"Out of sample" predictions with the GLM sub-module

I don’t know if I’m using the right vocabulary here but I want to use a model I’m fitting with GLM to give me the posterior predictive distribution of a variable that was not observed - equivalent to a train/test split. Is there a way to do this and continue using the compact syntax of the GLM sub-module?

Yes, you can feed a theano.shared X and y for fitting/sampling, and then replace the test value for prediction. For more information see:

Hi @junpenglao is there an example of this using the GLM module?

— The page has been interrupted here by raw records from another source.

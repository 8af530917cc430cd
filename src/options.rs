use std::{fmt::Display, str::FromStr, time::Duration};

use anyhow::{Context, Result, anyhow};
use dishrs::{AntRule, BoundaryPolicy, Cell, GridError, Pos2, TickEngine, TransitionRule};
use rand::Rng;

pub struct Args {
    matches: getopts::Matches,
}

impl Args {
    fn new<T: AsRef<str>>(args: &[T]) -> Result<Option<Self>> {
        let mut opts = getopts::Options::new();
        opts.optflag("", "help", "print this help menu");
        opts.optflag("c", "console", "run in console mode");
        opts.optflag("t", "threads", "enables multi-threading");
        opts.optopt("a", "automaton", "automaton to run: life or ant", "KIND");
        opts.optopt("r", "rule", "ant turn table preset: a or b", "PRESET");
        opts.optopt("b", "boundary", "edge handling: clamped or toroidal", "POLICY");
        opts.optopt("o", "output", "output file", "FILE");
        opts.optopt("i", "input", "input file", "FILE");
        opts.optopt("w", "width", "set grid width", "WIDTH");
        opts.optopt("h", "height", "set grid height", "HEIGHT");
        opts.optopt("f", "fill", "set fill type", "TYPE");
        opts.optopt("d", "density", "live fraction for random fill", "FRACTION");
        opts.optopt(
            "s",
            "sleep",
            "the amount of time to sleep between generations",
            "MILLIS",
        );
        opts.optopt("g", "gens", "max number of generations", "COUNT");
        opts.optopt("", "stats", "write stats csv to file", "FILE");

        let matches = opts
            .parse(args.iter().map(T::as_ref))
            .context("invalid arguments")?;
        if matches.opt_present("help") {
            println!("{}", opts.usage("usage: dish [options]"));
            Ok(None)
        } else {
            Ok(Some(Self { matches }))
        }
    }
    pub fn from_env() -> Result<Option<Self>> {
        let env = std::env::args().collect::<Vec<_>>();
        Self::new(&env[1..])
    }

    fn get<T>(&self, name: &str) -> Result<Option<T>>
    where
        T: FromStr,
        T::Err: Display,
    {
        self.matches
            .opt_get(name)
            .map_err(|err| anyhow!("invalid --{name}: {err}"))
    }

    pub fn automaton(&self) -> Result<Automaton> {
        Ok(self.get("automaton")?.unwrap_or(Automaton::Life))
    }
    pub fn ant_rule(&self) -> Result<AntRule> {
        Ok(self.get("rule")?.unwrap_or_default())
    }
    pub fn boundary(&self) -> Result<Option<BoundaryPolicy>> {
        self.get("boundary")
    }

    pub fn console(&self) -> bool {
        self.matches.opt_present("console")
    }
    pub fn multithreading(&self) -> bool {
        self.matches.opt_present("threads")
    }

    pub fn generations(&self) -> Result<u64> {
        Ok(self.get("gens")?.unwrap_or(u64::MAX))
    }
    /// Delay between generations; the console defaults to half a second
    pub fn sleep(&self) -> Result<Option<Duration>> {
        Ok(match self.get("sleep")? {
            Some(millis) => Some(Duration::from_millis(millis)),
            None if self.console() => Some(Duration::from_millis(500)),
            None => None,
        })
    }

    pub fn grid_size(&self) -> Result<(usize, usize)> {
        let default = if self.console() {
            let (cols, rows) = crossterm::terminal::size().context("query terminal size")?;
            // keep the bottom line for the status report
            (cols as usize, (rows as usize).saturating_sub(1).max(1))
        } else {
            (100, 100)
        };

        Ok((
            self.get("width")?.unwrap_or(default.0),
            self.get("height")?.unwrap_or(default.1),
        ))
    }
    pub fn fill_mode(&self) -> Result<FillMode> {
        Ok(self.get("fill")?.unwrap_or(FillMode::Random))
    }
    pub fn density(&self) -> Result<Option<f64>> {
        self.get("density")
    }

    pub fn output_file(&self) -> Option<String> {
        self.matches.opt_str("output")
    }
    pub fn input_file(&self) -> Option<String> {
        self.matches.opt_str("input")
    }

    pub fn stats_file(&self) -> Option<String> {
        self.matches.opt_str("stats")
    }
}

#[derive(Debug, Clone, Copy, PartialEq, Eq)]
pub enum Automaton {
    Life,
    Ant,
}
impl FromStr for Automaton {
    type Err = String;

    fn from_str(s: &str) -> Result<Self, Self::Err> {
        match s {
            "life" => Ok(Self::Life),
            "ant" => Ok(Self::Ant),
            other => Err(format!("unknown automaton `{other}`")),
        }
    }
}

#[derive(Debug, Clone, Copy, PartialEq, Eq)]
pub enum FillMode {
    Random,
    Alternating,
    All,
    Empty,
}
impl FromStr for FillMode {
    type Err = String;

    fn from_str(s: &str) -> Result<Self, Self::Err> {
        match s {
            "random" => Ok(Self::Random),
            "alternating" => Ok(Self::Alternating),
            "all" => Ok(Self::All),
            "empty" => Ok(Self::Empty),
            other => Err(format!("unknown fill mode `{other}`")),
        }
    }
}
impl FillMode {
    fn fill_cell(self, cell: Pos2) -> bool {
        match self {
            Self::Random | Self::Empty => false,
            Self::Alternating => (cell.x + cell.y) % 2 == 0,
            Self::All => true,
        }
    }

    /// Fills the engine's grid; `Random` toggles cells until `density` of
    /// them are live
    pub fn apply<R, G>(
        self,
        engine: &mut TickEngine<R>,
        density: f64,
        rng: &mut G,
    ) -> Result<(), GridError>
    where
        R: TransitionRule,
        G: Rng,
    {
        if self == Self::Random {
            return engine.randomize(density, rng);
        }

        engine.reset();
        let width = engine.grid().width();
        let targets: Vec<usize> = (0..engine.grid().len())
            .filter(|&i| self.fill_cell(Pos2::from_index(i, width)))
            .filter(|&i| !engine.grid().cells()[i].is_live())
            .collect();
        for index in targets {
            engine.toggle(index)?;
        }
        Ok(())
    }
}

I tried creating a shared variable for a model using GLM, received this error:

PatsyError: Error evaluating factor: TypeError: The generic ‘SharedVariable’ object is not subscriptable. This shared variable contains an object of type: <class ‘pandas.core.frame.DataFrame’>. Did you forget to cast it into a Numpy array before calling theano.shared()?

The variable is a dataframe (and the model runs fine without the shared variable).


I dont think that is possible for pandas data frame, you can try passing the shared array to x and y specifically, but I am not sure it would work as:


Just to be sure about the outcome of this discussion as I am currently facing the same issue : can we use any shared theano variables to make OOS prediction with GLM?
I have tried several configurations without success…
Thank you in advance.

1 Like

This issue does not appear to have been resolved as yet. The following snippet…

pca_embed = pca.fit_transform(X_train)
pca_data = dict(x=pca_embed.astype(np.float32), y=shared(y_train.reshape(-1)))

with Model() as model:
    glm.GLM.from_formula('y ~ x', pca_data)

… gives me the following error:

ValueError: length not known: <TensorType(float64, vector)> [id A]

Since y is not a numpy array, I assume this is causing the error. It would be useful if this could be fixed to allow the simplicity of using GLM with the ability to easily perform out-of-sample prediction.

Is there a workaround? Should I raise an issue on Github?

This was so frustrating for me too! I tried the theano shared and had issues and was almost going to give up when I think I found a workaround just by using the pm.Data but you have to give it the labels when you do pm.Glm…

with pm.Model() as logistic_model:
pred = pm.Data(“pred”, X_train)
pm.glm.GLM(pred, y_train, family = pm.glm.families.Binomial(), labels=X_train.columns.tolist())
trace = pm.sample(1000, tune = 2000, init = ‘adapt_diag’,cores=1)

If you just do pred = pm.Data(“pred”, X_train) you’ll get an error I think you have to add labels=X_train.columns.tolist()) to pm.glm.GLM.

This should allow you you to do sample from the posterior predictive distribution:
pm.set_data({“pred”: X_test}, model=logistic_model)
ppc = pm.sample_ppc(trace, model=logistic_model, samples=500)
predValues = np.rint(ppc[‘y’].mean(axis=0)).astype(‘int’)

Hey all! Thank you for your input! I was having the same question, in particular to use the pasty formulas to generate out-of-sample predictions. I was not able to do it directly and I had to generate the features outside the model…I wrote a little post explaining the procedure (I took your suggestions, and referenced them accordingly): https://juanitorduz.github.io/glm_pymc3/

@juanitorduz Your post was very helpful! You should consider adding the notebook procedure to the pymc3 docs.

Thanks! I am happy you found it useful! I created an issue about it to scope the content of the example.